• Your objective: The lines to copy from the listing below are those that contain the string "bool".
++++ Given records ++++
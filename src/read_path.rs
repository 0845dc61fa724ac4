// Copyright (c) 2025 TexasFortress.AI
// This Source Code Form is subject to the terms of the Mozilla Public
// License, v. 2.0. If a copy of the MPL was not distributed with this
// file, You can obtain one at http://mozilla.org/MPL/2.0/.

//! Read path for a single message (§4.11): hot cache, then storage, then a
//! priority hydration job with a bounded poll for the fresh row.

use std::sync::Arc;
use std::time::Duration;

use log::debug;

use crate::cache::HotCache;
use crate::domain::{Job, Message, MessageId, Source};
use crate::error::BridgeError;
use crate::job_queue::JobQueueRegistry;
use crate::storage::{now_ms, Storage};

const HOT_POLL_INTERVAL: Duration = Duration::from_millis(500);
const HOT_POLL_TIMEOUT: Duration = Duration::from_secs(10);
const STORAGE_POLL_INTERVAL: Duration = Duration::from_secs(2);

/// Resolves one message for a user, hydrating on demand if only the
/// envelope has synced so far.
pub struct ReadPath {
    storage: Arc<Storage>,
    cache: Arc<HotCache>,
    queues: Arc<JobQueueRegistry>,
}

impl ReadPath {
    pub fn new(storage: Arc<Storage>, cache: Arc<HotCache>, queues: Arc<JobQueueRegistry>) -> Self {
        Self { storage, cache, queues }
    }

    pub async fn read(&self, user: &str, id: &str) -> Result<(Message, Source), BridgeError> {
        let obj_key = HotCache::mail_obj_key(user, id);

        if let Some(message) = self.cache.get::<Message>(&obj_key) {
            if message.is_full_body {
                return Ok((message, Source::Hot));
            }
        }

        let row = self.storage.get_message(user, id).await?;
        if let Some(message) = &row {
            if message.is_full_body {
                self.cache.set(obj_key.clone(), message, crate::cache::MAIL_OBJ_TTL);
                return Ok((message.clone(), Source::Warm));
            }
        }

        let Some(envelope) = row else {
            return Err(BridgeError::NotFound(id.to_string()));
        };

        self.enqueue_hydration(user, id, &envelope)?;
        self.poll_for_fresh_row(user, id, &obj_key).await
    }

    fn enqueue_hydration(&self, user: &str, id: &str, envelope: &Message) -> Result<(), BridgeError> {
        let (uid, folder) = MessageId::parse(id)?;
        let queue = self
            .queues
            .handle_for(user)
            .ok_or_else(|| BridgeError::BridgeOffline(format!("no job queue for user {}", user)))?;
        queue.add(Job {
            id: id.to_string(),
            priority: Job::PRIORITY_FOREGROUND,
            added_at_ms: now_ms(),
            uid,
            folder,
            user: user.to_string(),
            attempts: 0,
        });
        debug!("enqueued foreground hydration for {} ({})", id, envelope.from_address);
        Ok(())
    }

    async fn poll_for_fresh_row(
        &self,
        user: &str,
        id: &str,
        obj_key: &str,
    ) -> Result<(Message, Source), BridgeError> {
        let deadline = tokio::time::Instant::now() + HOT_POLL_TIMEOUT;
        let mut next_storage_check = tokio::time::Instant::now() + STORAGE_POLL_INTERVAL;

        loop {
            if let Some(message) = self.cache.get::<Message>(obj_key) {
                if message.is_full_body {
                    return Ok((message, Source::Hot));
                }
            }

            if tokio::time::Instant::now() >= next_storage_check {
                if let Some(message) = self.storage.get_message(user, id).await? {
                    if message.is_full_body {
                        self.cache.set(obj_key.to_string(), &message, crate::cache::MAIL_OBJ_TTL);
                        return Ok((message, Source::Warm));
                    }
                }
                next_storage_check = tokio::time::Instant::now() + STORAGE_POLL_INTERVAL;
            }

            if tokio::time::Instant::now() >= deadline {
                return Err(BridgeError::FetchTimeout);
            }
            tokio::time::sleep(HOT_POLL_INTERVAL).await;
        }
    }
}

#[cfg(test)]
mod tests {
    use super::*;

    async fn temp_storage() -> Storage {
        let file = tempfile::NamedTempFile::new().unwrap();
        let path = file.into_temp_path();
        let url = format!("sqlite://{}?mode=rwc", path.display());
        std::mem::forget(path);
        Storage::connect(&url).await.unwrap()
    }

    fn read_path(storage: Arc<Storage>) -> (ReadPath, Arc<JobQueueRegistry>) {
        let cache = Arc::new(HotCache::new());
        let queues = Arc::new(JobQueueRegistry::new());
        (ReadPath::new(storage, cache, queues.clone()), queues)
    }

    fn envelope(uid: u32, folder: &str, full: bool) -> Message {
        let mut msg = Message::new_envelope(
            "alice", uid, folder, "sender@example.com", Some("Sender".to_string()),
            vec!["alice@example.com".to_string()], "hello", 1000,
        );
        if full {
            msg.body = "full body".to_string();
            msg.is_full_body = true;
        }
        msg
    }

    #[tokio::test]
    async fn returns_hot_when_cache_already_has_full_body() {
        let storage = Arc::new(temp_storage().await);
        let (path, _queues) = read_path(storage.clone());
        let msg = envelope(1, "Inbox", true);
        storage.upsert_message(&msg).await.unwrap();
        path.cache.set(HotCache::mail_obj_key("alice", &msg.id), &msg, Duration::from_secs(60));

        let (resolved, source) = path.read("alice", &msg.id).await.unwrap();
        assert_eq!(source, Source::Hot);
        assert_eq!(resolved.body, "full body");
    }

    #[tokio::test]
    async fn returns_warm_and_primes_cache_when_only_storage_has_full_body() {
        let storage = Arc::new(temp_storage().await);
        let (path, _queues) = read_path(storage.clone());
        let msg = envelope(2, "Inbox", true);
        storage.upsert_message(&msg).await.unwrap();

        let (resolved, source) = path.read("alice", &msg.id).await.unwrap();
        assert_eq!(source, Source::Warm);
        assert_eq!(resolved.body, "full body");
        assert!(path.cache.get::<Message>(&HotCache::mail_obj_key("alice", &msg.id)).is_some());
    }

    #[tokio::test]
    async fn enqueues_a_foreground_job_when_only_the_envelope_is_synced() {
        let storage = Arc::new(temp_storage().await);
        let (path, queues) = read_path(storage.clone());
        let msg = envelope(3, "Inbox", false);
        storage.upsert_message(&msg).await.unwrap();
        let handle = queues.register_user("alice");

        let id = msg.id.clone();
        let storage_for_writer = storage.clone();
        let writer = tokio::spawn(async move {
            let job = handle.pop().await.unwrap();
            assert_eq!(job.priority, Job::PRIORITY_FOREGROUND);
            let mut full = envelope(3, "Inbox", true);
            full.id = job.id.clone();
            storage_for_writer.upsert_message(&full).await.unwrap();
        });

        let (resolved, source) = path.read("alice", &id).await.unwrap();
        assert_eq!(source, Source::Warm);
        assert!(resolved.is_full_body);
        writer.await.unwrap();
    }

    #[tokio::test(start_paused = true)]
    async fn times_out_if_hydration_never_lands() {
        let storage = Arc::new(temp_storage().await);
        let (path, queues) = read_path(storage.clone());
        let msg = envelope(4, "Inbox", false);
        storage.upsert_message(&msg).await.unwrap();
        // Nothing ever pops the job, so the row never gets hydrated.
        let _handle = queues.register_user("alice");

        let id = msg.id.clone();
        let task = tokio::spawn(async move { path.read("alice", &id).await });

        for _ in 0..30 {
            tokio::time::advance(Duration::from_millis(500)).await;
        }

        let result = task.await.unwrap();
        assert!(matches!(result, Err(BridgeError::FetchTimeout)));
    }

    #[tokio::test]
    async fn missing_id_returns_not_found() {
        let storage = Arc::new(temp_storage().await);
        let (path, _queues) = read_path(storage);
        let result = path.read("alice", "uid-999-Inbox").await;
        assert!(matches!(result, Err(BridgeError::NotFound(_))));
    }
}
++++
++++ Given records ++++
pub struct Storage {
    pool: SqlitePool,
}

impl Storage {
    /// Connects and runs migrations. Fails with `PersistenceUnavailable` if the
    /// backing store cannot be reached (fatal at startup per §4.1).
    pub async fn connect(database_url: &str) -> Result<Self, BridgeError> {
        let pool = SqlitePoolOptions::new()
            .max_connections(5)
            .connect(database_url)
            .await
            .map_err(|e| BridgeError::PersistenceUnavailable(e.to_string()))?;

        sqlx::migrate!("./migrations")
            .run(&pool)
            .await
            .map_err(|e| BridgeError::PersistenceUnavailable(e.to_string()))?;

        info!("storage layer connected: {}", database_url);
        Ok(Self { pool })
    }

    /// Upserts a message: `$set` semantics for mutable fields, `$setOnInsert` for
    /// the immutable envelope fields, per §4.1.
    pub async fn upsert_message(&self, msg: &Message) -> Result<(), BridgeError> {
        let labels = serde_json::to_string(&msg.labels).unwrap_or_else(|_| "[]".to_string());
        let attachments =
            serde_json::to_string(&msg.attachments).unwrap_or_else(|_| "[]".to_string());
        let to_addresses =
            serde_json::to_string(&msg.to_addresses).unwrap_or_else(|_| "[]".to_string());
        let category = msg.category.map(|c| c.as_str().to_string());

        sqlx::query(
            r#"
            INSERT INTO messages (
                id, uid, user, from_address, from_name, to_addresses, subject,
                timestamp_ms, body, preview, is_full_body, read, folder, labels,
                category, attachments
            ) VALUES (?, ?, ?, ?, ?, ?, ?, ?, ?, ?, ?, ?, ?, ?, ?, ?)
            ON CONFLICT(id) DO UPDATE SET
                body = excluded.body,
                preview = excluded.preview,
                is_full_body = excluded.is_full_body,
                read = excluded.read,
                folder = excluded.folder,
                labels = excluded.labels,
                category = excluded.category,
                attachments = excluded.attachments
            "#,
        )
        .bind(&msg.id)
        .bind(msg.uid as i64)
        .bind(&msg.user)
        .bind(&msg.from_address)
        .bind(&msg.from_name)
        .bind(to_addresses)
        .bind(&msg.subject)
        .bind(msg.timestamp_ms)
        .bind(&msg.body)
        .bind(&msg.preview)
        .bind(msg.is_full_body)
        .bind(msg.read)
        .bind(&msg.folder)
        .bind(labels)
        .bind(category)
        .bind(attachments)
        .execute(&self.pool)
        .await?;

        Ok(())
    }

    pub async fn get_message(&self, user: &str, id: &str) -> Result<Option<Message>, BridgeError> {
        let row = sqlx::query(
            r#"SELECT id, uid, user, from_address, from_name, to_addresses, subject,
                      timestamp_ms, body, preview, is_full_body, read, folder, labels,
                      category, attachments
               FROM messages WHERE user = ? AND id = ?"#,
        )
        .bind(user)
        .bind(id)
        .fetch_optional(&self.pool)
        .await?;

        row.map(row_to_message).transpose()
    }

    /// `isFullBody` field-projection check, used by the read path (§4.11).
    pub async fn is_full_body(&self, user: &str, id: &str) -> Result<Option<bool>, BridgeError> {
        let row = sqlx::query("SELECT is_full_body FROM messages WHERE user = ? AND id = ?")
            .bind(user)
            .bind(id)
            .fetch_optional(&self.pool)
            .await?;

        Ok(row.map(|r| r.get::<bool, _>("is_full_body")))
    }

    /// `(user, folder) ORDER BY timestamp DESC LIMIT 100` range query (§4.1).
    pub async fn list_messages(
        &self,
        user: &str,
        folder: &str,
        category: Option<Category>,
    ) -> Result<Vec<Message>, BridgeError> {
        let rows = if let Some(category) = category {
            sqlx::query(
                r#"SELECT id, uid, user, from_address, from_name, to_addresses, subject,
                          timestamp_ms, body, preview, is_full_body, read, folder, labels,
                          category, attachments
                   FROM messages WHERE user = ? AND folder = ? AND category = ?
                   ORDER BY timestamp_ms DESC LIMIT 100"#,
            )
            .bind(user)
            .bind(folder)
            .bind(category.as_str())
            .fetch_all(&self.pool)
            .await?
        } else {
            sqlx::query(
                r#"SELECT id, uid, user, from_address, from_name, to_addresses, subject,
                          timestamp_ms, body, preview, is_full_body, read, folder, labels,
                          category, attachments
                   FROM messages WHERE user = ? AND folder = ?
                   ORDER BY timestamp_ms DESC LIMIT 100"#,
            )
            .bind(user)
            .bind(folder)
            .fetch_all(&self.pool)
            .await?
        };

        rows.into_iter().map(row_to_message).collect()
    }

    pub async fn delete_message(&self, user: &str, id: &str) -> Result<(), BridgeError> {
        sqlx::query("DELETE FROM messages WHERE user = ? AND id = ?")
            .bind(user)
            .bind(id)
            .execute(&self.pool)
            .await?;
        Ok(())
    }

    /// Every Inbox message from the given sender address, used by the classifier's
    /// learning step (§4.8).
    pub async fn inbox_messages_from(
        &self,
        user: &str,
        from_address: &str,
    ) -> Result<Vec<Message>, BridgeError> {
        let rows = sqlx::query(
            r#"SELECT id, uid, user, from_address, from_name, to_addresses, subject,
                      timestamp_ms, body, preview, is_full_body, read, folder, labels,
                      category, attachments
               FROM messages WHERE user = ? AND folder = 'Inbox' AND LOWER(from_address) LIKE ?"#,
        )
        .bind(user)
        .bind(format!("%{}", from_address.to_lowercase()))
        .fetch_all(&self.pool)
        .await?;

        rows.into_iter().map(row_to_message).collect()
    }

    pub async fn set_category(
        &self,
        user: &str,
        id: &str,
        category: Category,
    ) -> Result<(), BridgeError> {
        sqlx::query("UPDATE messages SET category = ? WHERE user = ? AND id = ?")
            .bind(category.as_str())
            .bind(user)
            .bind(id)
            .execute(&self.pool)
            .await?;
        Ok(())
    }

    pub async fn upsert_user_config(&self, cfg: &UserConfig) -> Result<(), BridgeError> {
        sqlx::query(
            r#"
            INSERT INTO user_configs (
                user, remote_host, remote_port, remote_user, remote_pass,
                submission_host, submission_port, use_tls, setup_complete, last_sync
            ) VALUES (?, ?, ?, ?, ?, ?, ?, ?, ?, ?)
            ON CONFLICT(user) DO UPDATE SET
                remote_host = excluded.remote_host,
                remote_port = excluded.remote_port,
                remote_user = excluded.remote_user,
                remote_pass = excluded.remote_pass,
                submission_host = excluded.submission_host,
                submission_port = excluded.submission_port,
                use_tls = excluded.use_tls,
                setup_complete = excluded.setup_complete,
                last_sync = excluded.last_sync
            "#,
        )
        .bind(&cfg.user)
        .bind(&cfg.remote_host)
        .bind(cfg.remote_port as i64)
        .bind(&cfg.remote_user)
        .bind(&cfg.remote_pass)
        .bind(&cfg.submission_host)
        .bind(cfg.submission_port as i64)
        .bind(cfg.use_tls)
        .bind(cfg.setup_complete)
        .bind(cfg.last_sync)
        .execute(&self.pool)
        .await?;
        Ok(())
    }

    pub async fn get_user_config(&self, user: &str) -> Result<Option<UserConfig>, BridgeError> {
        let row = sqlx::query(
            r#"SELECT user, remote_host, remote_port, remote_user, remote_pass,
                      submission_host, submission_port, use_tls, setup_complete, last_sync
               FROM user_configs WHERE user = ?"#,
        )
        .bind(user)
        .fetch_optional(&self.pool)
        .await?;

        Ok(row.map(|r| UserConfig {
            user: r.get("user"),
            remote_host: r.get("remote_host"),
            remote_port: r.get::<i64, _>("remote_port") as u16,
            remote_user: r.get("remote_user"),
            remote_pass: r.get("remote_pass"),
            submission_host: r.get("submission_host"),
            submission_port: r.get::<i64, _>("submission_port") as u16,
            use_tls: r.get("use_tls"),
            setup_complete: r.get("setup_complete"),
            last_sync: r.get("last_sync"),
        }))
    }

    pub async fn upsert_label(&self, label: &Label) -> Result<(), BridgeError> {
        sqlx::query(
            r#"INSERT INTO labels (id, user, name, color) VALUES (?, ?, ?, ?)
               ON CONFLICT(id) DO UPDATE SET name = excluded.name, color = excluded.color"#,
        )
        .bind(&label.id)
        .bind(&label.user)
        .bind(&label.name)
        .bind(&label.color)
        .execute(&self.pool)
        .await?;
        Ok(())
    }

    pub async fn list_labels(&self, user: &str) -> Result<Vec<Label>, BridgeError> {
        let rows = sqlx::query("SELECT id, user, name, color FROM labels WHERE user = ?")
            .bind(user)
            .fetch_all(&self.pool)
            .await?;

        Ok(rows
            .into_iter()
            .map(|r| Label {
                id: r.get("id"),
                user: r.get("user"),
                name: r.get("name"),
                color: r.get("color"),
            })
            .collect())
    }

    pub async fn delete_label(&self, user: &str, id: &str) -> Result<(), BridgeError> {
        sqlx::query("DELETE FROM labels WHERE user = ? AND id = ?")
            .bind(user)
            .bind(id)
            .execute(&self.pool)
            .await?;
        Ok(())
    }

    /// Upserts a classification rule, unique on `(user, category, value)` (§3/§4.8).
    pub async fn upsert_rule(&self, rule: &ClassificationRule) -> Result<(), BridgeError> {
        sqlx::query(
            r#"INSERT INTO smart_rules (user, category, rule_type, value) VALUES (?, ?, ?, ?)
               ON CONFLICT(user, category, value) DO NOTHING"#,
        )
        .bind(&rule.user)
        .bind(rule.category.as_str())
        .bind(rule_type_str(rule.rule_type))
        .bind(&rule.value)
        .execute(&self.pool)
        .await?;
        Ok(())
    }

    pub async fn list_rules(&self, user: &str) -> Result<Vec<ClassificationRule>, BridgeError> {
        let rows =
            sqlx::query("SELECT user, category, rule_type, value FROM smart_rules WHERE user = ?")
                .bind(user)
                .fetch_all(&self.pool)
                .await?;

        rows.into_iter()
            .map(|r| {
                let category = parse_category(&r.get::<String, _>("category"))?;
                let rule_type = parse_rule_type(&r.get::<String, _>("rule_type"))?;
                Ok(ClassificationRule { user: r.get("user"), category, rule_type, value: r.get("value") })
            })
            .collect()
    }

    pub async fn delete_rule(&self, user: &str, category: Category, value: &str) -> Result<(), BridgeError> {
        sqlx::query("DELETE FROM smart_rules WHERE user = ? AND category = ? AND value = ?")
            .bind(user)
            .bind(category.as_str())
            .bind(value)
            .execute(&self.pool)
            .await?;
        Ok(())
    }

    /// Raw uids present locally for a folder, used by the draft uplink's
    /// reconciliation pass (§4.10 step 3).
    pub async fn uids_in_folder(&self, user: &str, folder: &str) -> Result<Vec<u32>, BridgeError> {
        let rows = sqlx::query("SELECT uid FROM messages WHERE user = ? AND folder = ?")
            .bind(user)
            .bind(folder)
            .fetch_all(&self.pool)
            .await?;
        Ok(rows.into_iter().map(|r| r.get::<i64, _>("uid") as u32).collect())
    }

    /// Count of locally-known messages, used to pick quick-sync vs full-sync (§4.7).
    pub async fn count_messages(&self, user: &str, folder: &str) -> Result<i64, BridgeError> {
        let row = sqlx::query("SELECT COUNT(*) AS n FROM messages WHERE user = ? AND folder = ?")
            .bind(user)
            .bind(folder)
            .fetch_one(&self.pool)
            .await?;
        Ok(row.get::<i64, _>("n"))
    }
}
++++
++++ Given records ++++
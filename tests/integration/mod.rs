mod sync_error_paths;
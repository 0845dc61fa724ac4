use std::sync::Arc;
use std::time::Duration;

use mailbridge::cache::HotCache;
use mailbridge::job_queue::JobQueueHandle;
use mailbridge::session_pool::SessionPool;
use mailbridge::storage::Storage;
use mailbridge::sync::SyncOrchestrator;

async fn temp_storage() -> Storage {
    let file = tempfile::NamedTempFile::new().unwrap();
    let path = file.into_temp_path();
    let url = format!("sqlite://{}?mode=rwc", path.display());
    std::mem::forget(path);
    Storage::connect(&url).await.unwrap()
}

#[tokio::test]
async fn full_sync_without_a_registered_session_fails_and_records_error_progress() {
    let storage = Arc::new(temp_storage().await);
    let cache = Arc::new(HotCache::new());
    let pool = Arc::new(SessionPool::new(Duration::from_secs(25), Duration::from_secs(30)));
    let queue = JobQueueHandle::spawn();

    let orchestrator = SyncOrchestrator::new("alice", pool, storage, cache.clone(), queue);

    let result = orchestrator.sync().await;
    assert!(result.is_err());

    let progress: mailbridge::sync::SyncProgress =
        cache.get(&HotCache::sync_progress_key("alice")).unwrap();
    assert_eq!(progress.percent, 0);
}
++++
• Written response:
    fn envelope(uid: u32, folder: &str, full: bool) -> Message {
    pub async fn is_full_body(&self, user: &str, id: &str) -> Result<Option<bool>, BridgeError> {
        Ok(row.map(|r| r.get::<bool, _>("is_full_body")))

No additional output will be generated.